Selon Fiodor Loukianov, le conflit ukrainien a provoqué une confrontation directe des intérêts de la Russie et de l’Occident. Existe-il une limite qui, une fois franchie, pousserait les deux camps à passer de la guerre des sanctions à la guerre des armes ?

Dessin de Konstantin Maler

La détérioration de la situation sur le front de l’Est de l’Ukraine a entraîné une nouvelle série de menaces à l’encontre de la Russie. Les mots prononcés à l’unisson par le président de la Commission européenne José Manuel Barroso et le président ukrainien Petro Porochenko se distinguent néanmoins. Ils estiment, en effet, que l’on s’approche du point de non-retour. Et c’est à Moscou d’arrêter si elle ne veut pas atteindre ce point.

Ces déclarations reflètent non seulement la confrontation en Ukraine, mais aussi la pensée politique générale qui domine aujourd’hui en Occident.

La politique mondiale actuelle a débuté il y a vingt-cinq ans par l’affirmation selon laquelle nous avons connu la « fin de l’histoire ». Cette métaphore maladroite a depuis longtemps été rejetée par son auteur lui-même, l’Américain Francis Fukuyama, qui a reconnu que sa vision de l’époque était erronée. Mais dans la réalité, cette représentation a défini les actions des États-Unis et d’autres puissances après la chute de l’URSS et du bloc socialiste. Cela signifiait dans la pratique que la diplomatie dans son aspect habituel (la recherche de solutions acceptables pour tous les partis) n’était plus nécessaire. On ne parle plus de compromis mais de décision « juste » basée sur les valeurs et visions de l’Occident qui ont démontré durant l’opposition avec l’Union soviétique leur justesse politique, historique, morale, économique, etc.

Cette approche était évidemment loin d’être partagée par tout le monde, et il a fallu utiliser la force pour la mettre en œuvre. Cette force n’a pas toujours été militaire – même si ce fut aussi le cas –, mais constamment politique et économique, ainsi qu’informationnelle. Et même si les résultats sont devenus avec le temps de moins en moins convaincants, cela ne s’est presque pas reflété sur l’idéologie.

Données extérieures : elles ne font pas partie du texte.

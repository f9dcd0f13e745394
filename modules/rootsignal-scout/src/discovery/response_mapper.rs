//! Maps responses (Aid/Gathering) to active Tensions/Needs using embedding
//! similarity + LLM verification.
//!
//! Moved from `rootsignal-graph::response` — this is discovery logic (query → LLM
//! verify → write), not a graph primitive. Follows the same pattern as the other
//! finders: `&GraphWriter` for reads, `&dyn SignalStore` for writes.

use ai_client::claude::Claude;
use tracing::{info, warn};
use uuid::Uuid;

use rootsignal_graph::GraphWriter;

use crate::pipeline::traits::SignalStore;

/// Maps responses (Aid/Gathering) to active Tensions/Needs using embedding similarity + LLM verification.
pub struct ResponseMapper<'a> {
    writer: &'a GraphWriter,
    store: &'a dyn SignalStore,
    anthropic_api_key: String,
    min_lat: f64,
    max_lat: f64,
    min_lng: f64,
    max_lng: f64,
}

impl<'a> ResponseMapper<'a> {
    pub fn new(
        writer: &'a GraphWriter,
        store: &'a dyn SignalStore,
        anthropic_api_key: &str,
        center_lat: f64,
        center_lng: f64,
        radius_km: f64,
    ) -> Self {
        let lat_delta = radius_km / 111.0;
        let lng_delta = radius_km / (111.0 * center_lat.to_radians().cos());
        Self {
            writer,
            store,
            anthropic_api_key: anthropic_api_key.to_string(),
            min_lat: center_lat - lat_delta,
            max_lat: center_lat + lat_delta,
            min_lng: center_lng - lng_delta,
            max_lng: center_lng + lng_delta,
        }
    }

    /// For each active Tension/Need, find Aid/Gathering signals that might respond to it.
    /// Uses embedding similarity as a cheap filter, then LLM as a verifier.
    pub async fn map_responses(
        &self,
    ) -> Result<ResponseMappingStats, Box<dyn std::error::Error + Send + Sync>> {
        let mut stats = ResponseMappingStats::default();

        let tensions = self
            .writer
            .get_active_tensions(self.min_lat, self.max_lat, self.min_lng, self.max_lng)
            .await?;
        if tensions.is_empty() {
            info!("No active tensions for response mapping");
            return Ok(stats);
        }

        info!(tensions = tensions.len(), "Running response mapping");

        for (tension_id, tension_embedding) in &tensions {
            let candidates = self
                .writer
                .find_response_candidates(
                    tension_embedding,
                    self.min_lat,
                    self.max_lat,
                    self.min_lng,
                    self.max_lng,
                )
                .await?;
            stats.candidates_found += candidates.len() as u32;

            if candidates.is_empty() {
                continue;
            }

            let tension_info = self.writer.get_signal_info(*tension_id).await?;
            let Some((tension_title, tension_summary)) = tension_info else {
                continue;
            };

            for (candidate_id, candidate_similarity) in candidates.iter().take(5) {
                let candidate_info = self.writer.get_signal_info(*candidate_id).await?;
                let Some((candidate_title, candidate_summary)) = candidate_info else {
                    continue;
                };

                match self
                    .verify_response(
                        &tension_title,
                        &tension_summary,
                        &candidate_title,
                        &candidate_summary,
                    )
                    .await
                {
                    Ok(Some(explanation)) => {
                        if let Err(e) = self
                            .store
                            .create_response_edge(
                                *candidate_id,
                                *tension_id,
                                *candidate_similarity,
                                &explanation,
                            )
                            .await
                        {
                            warn!(error = %e, "Failed to create RESPONDS_TO edge");
                        } else {
                            stats.edges_created += 1;
                        }
                    }
                    Ok(None) => {}
                    Err(e) => {
                        warn!(error = %e, "LLM verification failed");
                    }
                }
            }
        }

        info!(
            edges = stats.edges_created,
            candidates = stats.candidates_found,
            "Response mapping complete"
        );
        Ok(stats)
    }

    /// LLM verifies whether a candidate signal actually responds to a tension.
    async fn verify_response(
        &self,
        tension_title: &str,
        tension_summary: &str,
        candidate_title: &str,
        candidate_summary: &str,
    ) -> Result<Option<String>, Box<dyn std::error::Error + Send + Sync>> {
        let prompt = format!(
            r#"Does Signal B respond to or help address Problem A?

Problem A: {tension_title} — {tension_summary}
Signal B: {candidate_title} — {candidate_summary}

If yes, respond with a brief explanation (1 sentence) of how B helps address A.
If no, respond with just "NO".

Respond with ONLY the explanation or "NO"."#,
        );

        let claude = Claude::new(&self.anthropic_api_key, "claude-haiku-4-5-20251001");
        let response = claude
            .chat_completion(
                "You evaluate whether community resources respond to community needs. Be strict — only confirm genuine matches.",
                &prompt,
            )
            .await?;

        let response = response.trim();
        if response == "NO" || response.to_lowercase().starts_with("no") {
            Ok(None)
        } else {
            Ok(Some(response.to_string()))
        }
    }
}

#[derive(Debug, Default)]
pub struct ResponseMappingStats {
    pub candidates_found: u32,
    pub edges_created: u32,
}

impl std::fmt::Display for ResponseMappingStats {
    fn fmt(&self, f: &mut std::fmt::Formatter<'_>) -> std::fmt::Result {
        writeln!(f, "\n=== Response Mapping ===")?;
        writeln!(f, "Candidates found: {}", self.candidates_found)?;
        writeln!(f, "Edges created:    {}", self.edges_created)?;
        Ok(())
    }
}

Le conflit en Ukraine a provoqué une collision frontale des intérêts de la Russie et de l’Occident. Les antagonismes se sont renforcés depuis longtemps ; il suffit de se rappeler du désaccord important sur la Syrie. Les positions n’ont toutefois jamais été à ce point divisées. La méthode excluant toute négociation sérieuse avec les partenaires et imposant d’accepter les conditions occidentales pour régler un problème ne fonctionne pas lorsque le camp opposé est une puissance du calibre de la Russie. Le Kremlin ne cèdera pas à la pression de ces principes et aux sanctions prises à son encontre, auxquelles il est capable de donner une réponse forte.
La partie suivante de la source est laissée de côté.